Has the preferred alternative been identified?
Yes, the Central Alternative is the preferred route for the proposed I-69 Ohio River Crossing. There are two preferred alternatives with different tolling options in the DEIS published December 14, 2018. Central Alternative 1A would toll both the I-69 bridge and the remaining US 41 bridge. Central Alternative 1B would toll only the I-69 bridge.
What are the preferred alternatives from the DEIS?
The Central Alternative is the preferred route for the proposed I-69 Ohio River Crossing. There are two preferred alternatives with different tolling options. Central Alternative 1A would toll both the I-69 bridge and the remaining US 41 bridge. Central Alternative 1B would toll only the I-69 bridge.
The tolling options are the only difference between Central Alternative 1A and Central Alternative 1B. Both include a new 4-lane I-69 bridge and retain one US 41 bridge for local traffic. Both include 11.2 miles of new interstate, with the construction of 8.4 miles of I-69 on new location and upgrades to 2.8 miles of existing US 41 to meet interstate standards. New interchanges would be added at existing I-69 in Indiana, US 60 in Kentucky and at existing US 41 south of Henderson between Van Wyk Road and Kimsey Lane.
What factors determined that Central Alternatives 1A or 1B is the preferred alternative
Selecting the preferred alternative was a multi-step process that included leadership in both states, the community, and state and federal agencies. Central Alternatives 1A and 1B are the preferred alternatives for the following reasons:
- Fewest residential relocations
- No commercial relocations
- Fewest impacts to the following resources:
- Linear feet of streams
- Forested habitat and potential habitat for the federally endangered Indiana bat and federally threatened northern long-eared bat
- Managed lands
- Section 4(f) resources including publicly owned parks, recreation areas, wildlife and water fowl refuges, or public and private historic properties
- Sites with recognized environmental conditions, such as hazardous substances or petroleum products
- Cross-river route redundancy for the region
- Lowest total cost
What happens next?
The public and affected agencies can provide comments about Central Alternatives 1A and 1B at public hearings in both states and via several other communications channels through February 8, 2019. The decision on whether to recommend Central Alternative 1A or Central Alternative 1B (whether to toll the US 41 bridge) will be based on continuing financial analysis, federal grant availability and comments received on the DEIS. Once a decision is reached, the public and agencies will be notified prior to publication of the Final Environmental Impact Statement (FEIS) and Record of Decision (ROD).

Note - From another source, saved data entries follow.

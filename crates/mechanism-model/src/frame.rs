//! Named frames attached to a rigid body, in addition to the body's own default frame.

use mechanism_spatial::{scalar::Scalar, transform::Transform};

#[derive(Clone, Copy, Debug, PartialEq, Eq)]
pub enum FrameType {
    /// Operational frames for task space control.
    Operational,
    /// Frames directly associated to joints.
    Joint,
    /// Frames for fixed joints.
    Fixed,
    /// Frames attached to mechanism bodies.
    Body,
    /// Frames for sensor locations.
    Sensor,
}

#[derive(Clone, Debug)]
pub struct Frame<T: Scalar> {
    /// Name of the frame.
    pub name: String,
    /// Index of the body this frame is attached to.
    pub parent_body: usize,
    /// Type of the frame.
    pub frame_type: FrameType,
    /// Placement of the frame with respect to the parent body's default frame.
    pub placement: Transform<T>,
}

impl<T: Scalar> Frame<T> {
    #[must_use]
    pub fn new(
        name: String,
        parent_body: usize,
        frame_type: FrameType,
        placement: Transform<T>,
    ) -> Self {
        Frame {
            name,
            parent_body,
            frame_type,
            placement,
        }
    }

    #[must_use]
    pub fn cast<U: Scalar>(&self) -> Frame<U> {
        Frame {
            name: self.name.clone(),
            parent_body: self.parent_body,
            frame_type: self.frame_type,
            placement: self.placement.cast(),
        }
    }
}
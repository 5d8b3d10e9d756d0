//! Scenario: a single rigid body attached to the world only through a floating joint,
//! released from rest. Under gravity alone it should fall straight down with no
//! rotational acceleration.

use approx::assert_relative_eq;
use mechanism_algorithms::forward_dynamics;
use mechanism_joint::quaternion_floating::JointModelQuaternionFloating;
use mechanism_joint::JointWrapper;
use mechanism_model::{Mechanism, STANDARD_GRAVITY, WORLD_ID};
use mechanism_spatial::{FrameId, SpatialInertia, Symmetric3, Transform, Vector3};
use mechanism_state::MechanismState;

#[test]
fn falls_straight_down_with_no_rotation() {
    let mut mechanism = Mechanism::new(*STANDARD_GRAVITY);
    let root = mechanism.root_body();
    let root_frame = mechanism.bodies()[WORLD_ID].default_frame;
    let inertia = SpatialInertia::from_com_inertia(FrameId::new(0), 2.0, Vector3::zeros(), Symmetric3::identity());

    mechanism
        .attach(
            root,
            "floating_body",
            JointWrapper::quaternion_floating(JointModelQuaternionFloating::new()),
            Transform::identity(root_frame),
            Some(inertia),
        )
        .unwrap();

    let mut state = MechanismState::zero(mechanism);
    let tau = vec![0.0; 6];
    let result = forward_dynamics(&mut state, &tau).unwrap();

    // Angular block first, linear block second, matching every other spatial vector here.
    assert_relative_eq!(result.vdot[0], 0.0, epsilon = 1e-9);
    assert_relative_eq!(result.vdot[1], 0.0, epsilon = 1e-9);
    assert_relative_eq!(result.vdot[2], 0.0, epsilon = 1e-9);
    assert_relative_eq!(result.vdot[3], 0.0, epsilon = 1e-9);
    assert_relative_eq!(result.vdot[4], 0.0, epsilon = 1e-9);
    assert_relative_eq!(result.vdot[5], -9.80665, epsilon = 1e-9);
}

What’s the timeline for the project?
A preferred alternative was identified in December 2018 in the DEIS. Public hearings were held in Henderson on January 7 and Evansville January 8 to solicit feedback on the DEIS. The Project Team continues to work toward the selection of a preferred alternative and the development of the Final Environmental Impact Statement (FEIS) and Record of Decision (ROD) and expects to publish the FEIS later this year or in early 2021
When could right-of-way acquisition begin?
Right-of-way acquisition would not begin until the environmental review is complete and funding is available, and dependent on the FHWA publishing a ROD.
What’s the expected cost of the project?
With a total cost estimated at $1.497 billion (year-of-expenditure dollars), Central Alternative 1A or 1B is the lowest-cost option. This total cost includes roadway and bridge operations and maintenance for 35 years following completion of construction.
How will the project be funded?
Currently, the only option to fund the project is through the financial capacity of toll revenue generated by the project and supplemented by the states’ traditional programs. The states will continue financial analysis and seek federal grant opportunities to try to reduce the revenue needed from tolls and funds needed from the states’ traditional programs.
Hasn’t this process been completed before?
A DEIS was completed in 2004, with a preferred alternative identified for a new I-69 Ohio River Crossing just east of Henderson. No funding source was identified and an FEIS and ROD were never issued. Since then, Indiana and Kentucky have improved more than 260 miles of the I-69 corridor to interstate standards. The new crossing will be the final connection.